What happens if my Notes are sold within the 4 years?
Being Tax Shelter eligible, a specific campaign has allowed you to benefit from a reduction on your investment. However, this full reduction is guaranteed only pro rata temporis for the time investors keep their shares (the maximum required amount being 4 years). In other words, if the investors from Spreds Finance accept to sell their shares, you will no longer be able to benefit from the Tax Shelter reduction from that point on.
Please note that you will have to specify in the following year's declaration under the code 1328 of Section X that you have sold your shares, for which Spreds will of course provide you with a Tax Shelter attestation of transfer of shares to complement your income taxes form.

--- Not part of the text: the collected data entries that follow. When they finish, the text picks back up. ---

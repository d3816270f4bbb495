pub mod colors;
pub mod date;
pub mod formatting;
pub mod path;
pub mod table;

pub use formatting::describe_work_place;
pub use formatting::hours2readable;
//! rTimegrid library root.
//! Exposes the derivation engine, the root state of a registration month,
//! the derived views over it, and the CLI that inspects them.

pub mod cli;
pub mod config;
pub mod core;
pub mod errors;
pub mod logging;
pub mod models;
pub mod reactive;
pub mod state;
pub mod ui;
pub mod utils;

use clap::Parser;
use cli::parser::{Cli, Commands};
use config::Config;
use errors::AppResult;

pub use crate::core::GridViews;
pub use reactive::{Derived, Readable, State, Subscription, batch};
pub use state::{RegistrationState, StateSnapshot};

/// Central command dispatcher
pub fn dispatch(cli: &Cli, cfg: &Config) -> AppResult<()> {
    match &cli.command {
        Commands::Days { .. } => cli::commands::days::handle(cli, cfg),
        Commands::Summary { .. } => cli::commands::summary::handle(cli, cfg),
        Commands::Hint => cli::commands::hint::handle(cli, cfg),
        Commands::Import => cli::commands::import::handle(cli, cfg),
        Commands::Config { .. } => cli::commands::config::handle(cli, cfg),
    }
}

/// Entry point used by main.rs
pub fn run() -> AppResult<()> {
    let cli = Cli::parse();

    // config is loaded once and shared by every command
    let cfg = Config::load()?;
    logging::init_logging(&cfg.log_level)?;

    dispatch(&cli, &cfg)
}
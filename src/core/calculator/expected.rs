use chrono::NaiveDate;

use crate::utils::date;

/// Hours expected for every weekday.
///
/// Fixed placeholder until required hours come from a real source; not
/// configurable on purpose.
pub const HOURS_PER_WORKDAY: f64 = 8.0;

/// Required = weekdays of the month × `HOURS_PER_WORKDAY`.
/// Public holidays are not subtracted.
pub fn calculate_required(month: NaiveDate) -> f64 {
    date::weekdays_of_month(month).len() as f64 * HOURS_PER_WORKDAY
}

Example: an investment of 1 Note of €100 with a notary closing in December 2019 and a buy back of shares in late June 2020.
If the company is Tax Shelter eligible, you will declare a 45% Tax Shelter reduction during your tax return in May 2020. However once the buy back takes place (in June 2020) your Tax Shelter will be corrected pro rata temporis (based on the time you've held onto the Note), since the Tax Shelter no longer applies if a share is sold.
During the tax return in May 2021, you will have to declare that you have sold your Note and you will have to reimburse the difference: 4 years (max Tax Shelter duration) – 7 months (period we hold on to the Note) = 41 months or approximately € 38.